To do - From the first line of the data below, copy each line up to the one containing "by the kiosk.", and include that line too.

Collected data entries:
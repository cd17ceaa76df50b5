// SPDX-License-Identifier: BUSL-1.1
// Copyright (c) 2026 Alfred Jean LLC

//! The `Kiosk` entity (spec §3): an edge device's identity and health as seen
//! by the gateway.

use chrono::{DateTime, Utc};
use serde::{Deserialize, Serialize};
use sha2::{Digest, Sha256};

/// A kiosk's connectivity state, derived by the gateway's offline sweeper
/// (§4.6) rather than reported directly by the kiosk.
#[derive(Debug, Clone, Copy, PartialEq, Eq, Serialize, Deserialize)]
#[serde(rename_all = "snake_case")]
pub enum KioskStatus {
    Online,
    Offline,
    Maintenance,
}

impl KioskStatus {
    pub fn as_str(&self) -> &'static str {
        match self {
            Self::Online => "online",
            Self::Offline => "offline",
            Self::Maintenance => "maintenance",
        }
    }

    pub fn parse(s: &str) -> Option<Self> {
        match s {
            "online" => Some(Self::Online),
            "offline" => Some(Self::Offline),
            "maintenance" => Some(Self::Maintenance),
            _ => None,
        }
    }
}

/// An edge device controlling a set of lockers via RS-485 (spec §3, §6.4).
#[derive(Debug, Clone, Serialize, Deserialize)]
pub struct Kiosk {
    pub kiosk_id: String,
    pub zone: String,
    pub kiosk_size: i64,
    pub hardware_id: String,
    pub config_hash: String,
    pub status: KioskStatus,
    pub last_seen: Option<DateTime<Utc>>,
    pub version: String,
    pub voltage: Option<f64>,
    pub temperature: Option<f64>,
    pub uptime_seconds: Option<i64>,
    pub memory_usage: Option<f64>,
    pub disk_space: Option<f64>,
    pub last_error: Option<String>,
    pub created_at: DateTime<Utc>,
}

impl Kiosk {
    pub fn newly_provisioned(
        kiosk_id: impl Into<String>,
        zone: impl Into<String>,
        kiosk_size: i64,
        hardware_id: impl Into<String>,
        config_hash: impl Into<String>,
        now: DateTime<Utc>,
    ) -> Self {
        Self {
            kiosk_id: kiosk_id.into(),
            zone: zone.into(),
            kiosk_size,
            hardware_id: hardware_id.into(),
            config_hash: config_hash.into(),
            status: KioskStatus::Offline,
            last_seen: None,
            version: String::new(),
            voltage: None,
            temperature: None,
            uptime_seconds: None,
            memory_usage: None,
            disk_space: None,
            last_error: None,
            created_at: now,
        }
    }

    /// Whether `last_seen` has outlived `offline_threshold` as of `now` (§4.6).
    pub fn is_stale(&self, offline_threshold: chrono::Duration, now: DateTime<Utc>) -> bool {
        match self.last_seen {
            Some(seen) => seen + offline_threshold < now,
            None => true,
        }
    }
}

/// Telemetry posted on every kiosk heartbeat (§6.4 `/heartbeat`).
#[derive(Debug, Clone, Serialize, Deserialize)]
pub struct HeartbeatReport {
    pub kiosk_id: String,
    pub version: String,
    pub config_hash: String,
    pub status: KioskStatus,
    #[serde(skip_serializing_if = "Option::is_none")]
    pub voltage: Option<f64>,
    #[serde(skip_serializing_if = "Option::is_none")]
    pub temperature: Option<f64>,
    pub uptime_seconds: i64,
    #[serde(skip_serializing_if = "Option::is_none")]
    pub memory_usage: Option<f64>,
    #[serde(skip_serializing_if = "Option::is_none")]
    pub disk_space: Option<f64>,
    #[serde(skip_serializing_if = "Option::is_none")]
    pub last_error: Option<String>,
}

/// SHA-256 hex digest of a kiosk's serialized effective configuration,
/// compared by the gateway against `Kiosk.config_hash` on every heartbeat.
pub fn config_hash(serialized_config: &str) -> String {
    let digest = Sha256::digest(serialized_config.as_bytes());
    hex_encode(&digest)
}

fn hex_encode(bytes: &[u8]) -> String {
    use std::fmt::Write;
    let mut out = String::with_capacity(bytes.len() * 2);
    for b in bytes {
        // fmt::Write for String is infallible; there is no error to propagate.
        #[allow(clippy::expect_used)]
        write!(out, "{b:02x}").expect("writing to a String never fails");
    }
    out
}

#[cfg(test)]
#[path = "kiosk_tests.rs"]
mod tests;
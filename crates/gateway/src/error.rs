// SPDX-License-Identifier: BUSL-1.1
// Copyright (c) 2026 Alfred Jean LLC

use axum::http::StatusCode;
use axum::Json;
use serde::{Deserialize, Serialize};
use std::fmt;

/// Stable error codes for the gateway HTTP surface (spec §7).
#[derive(Debug, Clone, Copy, PartialEq, Eq, Serialize, Deserialize)]
pub enum GatewayError {
    BadRequest,
    Unauthorized,
    KioskNotFound,
    LockerNotFound,
    CommandNotFound,
    AssignmentFailed,
    PreconditionFailed,
    RateLimited,
    Internal,
}

impl GatewayError {
    pub fn http_status(&self) -> u16 {
        match self {
            Self::BadRequest => 400,
            Self::Unauthorized => 401,
            Self::KioskNotFound | Self::LockerNotFound | Self::CommandNotFound => 404,
            Self::AssignmentFailed | Self::PreconditionFailed => 409,
            Self::RateLimited => 429,
            Self::Internal => 500,
        }
    }

    pub fn as_str(&self) -> &'static str {
        match self {
            Self::BadRequest => "BAD_REQUEST",
            Self::Unauthorized => "UNAUTHORIZED",
            Self::KioskNotFound => "KIOSK_NOT_FOUND",
            Self::LockerNotFound => "LOCKER_NOT_FOUND",
            Self::CommandNotFound => "COMMAND_NOT_FOUND",
            Self::AssignmentFailed => "ASSIGNMENT_FAILED",
            Self::PreconditionFailed => "PRECONDITION_FAILED",
            Self::RateLimited => "RATE_LIMITED",
            Self::Internal => "INTERNAL",
        }
    }

    pub fn to_error_body(&self, message: impl Into<String>) -> ErrorBody {
        ErrorBody { code: self.as_str().to_owned(), message: message.into() }
    }

    pub fn to_http_response(&self, message: impl Into<String>) -> (StatusCode, Json<ErrorResponse>) {
        let status =
            StatusCode::from_u16(self.http_status()).unwrap_or(StatusCode::INTERNAL_SERVER_ERROR);
        (status, Json(ErrorResponse { error: self.to_error_body(message) }))
    }
}

impl fmt::Display for GatewayError {
    fn fmt(&self, f: &mut fmt::Formatter<'_>) -> fmt::Result {
        f.write_str(self.as_str())
    }
}

#[derive(Debug, Clone, Serialize, Deserialize)]
pub struct ErrorResponse {
    pub error: ErrorBody,
}

#[derive(Debug, Clone, Serialize, Deserialize)]
pub struct ErrorBody {
    pub code: String,
    pub message: String,
}
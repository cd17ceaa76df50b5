// SPDX-License-Identifier: BUSL-1.1
// Copyright (c) 2026 Alfred Jean LLC

//! SQLite pool setup and migration runner.

use sqlx::sqlite::{SqliteConnectOptions, SqlitePoolOptions};
use sqlx::SqlitePool;
use std::str::FromStr;

pub async fn connect(database_url: &str) -> anyhow::Result<SqlitePool> {
    let options = SqliteConnectOptions::from_str(database_url)?
        .create_if_missing(true)
        .foreign_keys(true);

    let pool = SqlitePoolOptions::new().max_connections(8).connect_with(options).await?;

    sqlx::migrate!("./migrations").run(&pool).await?;

    Ok(pool)
}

Output below -
repository cd17ceaa76df50b5
// SPDX-License-Identifier: BUSL-1.1
// Copyright (c) 2026 Alfred Jean LLC

//! The `Kiosk` entity (spec §3): an edge device's identity and health as seen
//! by the gateway.

use chrono::{DateTime, Utc};
use serde::{Deserialize, Serialize};
use sha2::{Digest, Sha256};

/// A kiosk's connectivity state, derived by the gateway's offline sweeper
/// (§4.6) rather than reported directly by the kiosk.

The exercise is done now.